TASK INPUTS

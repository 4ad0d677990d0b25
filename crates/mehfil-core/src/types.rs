//! # Domain Types
//!
//! Core domain types used throughout the Mehfil storefront.
//!
//! ## Type Hierarchy
//! ```text
//! ┌─────────────────────────────────────────────────────────────────────────┐
//! │                         Domain Types                                    │
//! │                                                                         │
//! │  ┌─────────────────┐   ┌─────────────────┐   ┌──────────────────────┐  │
//! │  │      User       │   │      Order      │   │    Subscription      │  │
//! │  │  ─────────────  │   │  ─────────────  │   │  ──────────────────  │  │
//! │  │  id (UUID)      │   │  id (UUID)      │   │  id (UUID)           │  │
//! │  │  email (unique) │   │  owner          │   │  owner               │  │
//! │  │  role           │   │  items          │   │  plan (products |    │  │
//! │  └─────────────────┘   │  total_amount   │   │        flat amount)  │  │
//! │                        │  status         │   │  frequency           │  │
//! │                        │  payment_status │   │  status, due dates   │  │
//! │                        └─────────────────┘   └──────────────────────┘  │
//! │                                                                         │
//! │  ┌─────────────────┐   ┌─────────────────┐   ┌──────────────────────┐  │
//! │  │  OrderStatus    │   │ PaymentStatus   │   │ SubscriptionStatus   │  │
//! │  │  pending ...    │   │ pending         │   │ pending_payment      │  │
//! │  │  delivered      │   │ awaiting_conf.  │   │ active ⇄ paused      │  │
//! │  │  cancelled      │   │ confirmed/failed│   │ cancelled (terminal) │  │
//! │  └─────────────────┘   └─────────────────┘   └──────────────────────┘  │
//! └─────────────────────────────────────────────────────────────────────────┘
//! ```
//!
//! Stored records use camelCase keys so they stay readable next to the
//! records the browser storefront already wrote.
//!
//! Lifecycle behaviour (transitions, due dates) lives in [`crate::lifecycle`];
//! this module only defines shapes and labels.

use std::fmt;
use std::str::FromStr;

WHAT TO PRODUCE
Type out the full listing again, exactly as given.

RESULT
repository 4ad0d677990d0b25
filename crates/mehfil-core/src/types.rs
//! # Domain Types
//!
//! Core domain types used throughout the Mehfil storefront.
//!
//! ## Type Hierarchy
//! ```text
//! ┌─────────────────────────────────────────────────────────────────────────┐
//! │                         Domain Types                                    │
//! │                                                                         │
//! │  ┌─────────────────┐   ┌─────────────────┐   ┌──────────────────────┐  │
//! │  │      User       │   │      Order      │   │    Subscription      │  │
//! │  │  ─────────────  │   │  ─────────────  │   │  ──────────────────  │  │
//! │  │  id (UUID)      │   │  id (UUID)      │   │  id (UUID)           │  │
//! │  │  email (unique) │   │  owner          │   │  owner               │  │
//! │  │  role           │   │  items          │   │  plan (products |    │  │
//! │  └─────────────────┘   │  total_amount   │   │        flat amount)  │  │
//! │                        │  status         │   │  frequency           │  │
//! │                        │  payment_status │   │  status, due dates   │  │
//! │                        └─────────────────┘   └──────────────────────┘  │
//! │                                                                         │
//! │  ┌─────────────────┐   ┌─────────────────┐   ┌──────────────────────┐  │
//! │  │  OrderStatus    │   │ PaymentStatus   │   │ SubscriptionStatus   │  │
//! │  │  pending ...    │   │ pending         │   │ pending_payment      │  │
//! │  │  delivered      │   │ awaiting_conf.  │   │ active ⇄ paused      │  │
//! │  │  cancelled      │   │ confirmed/failed│   │ cancelled (terminal) │  │
//! │  └─────────────────┘   └─────────────────┘   └──────────────────────┘  │
//! └─────────────────────────────────────────────────────────────────────────┘
//! ```
//!
//! Stored records use camelCase keys so they stay readable next to the
//! records the browser storefront already wrote.
//!
//! Lifecycle behaviour (transitions, due dates) lives in [`crate::lifecycle`];
//! this module only defines shapes and labels.

use std::fmt;
use std::str::FromStr;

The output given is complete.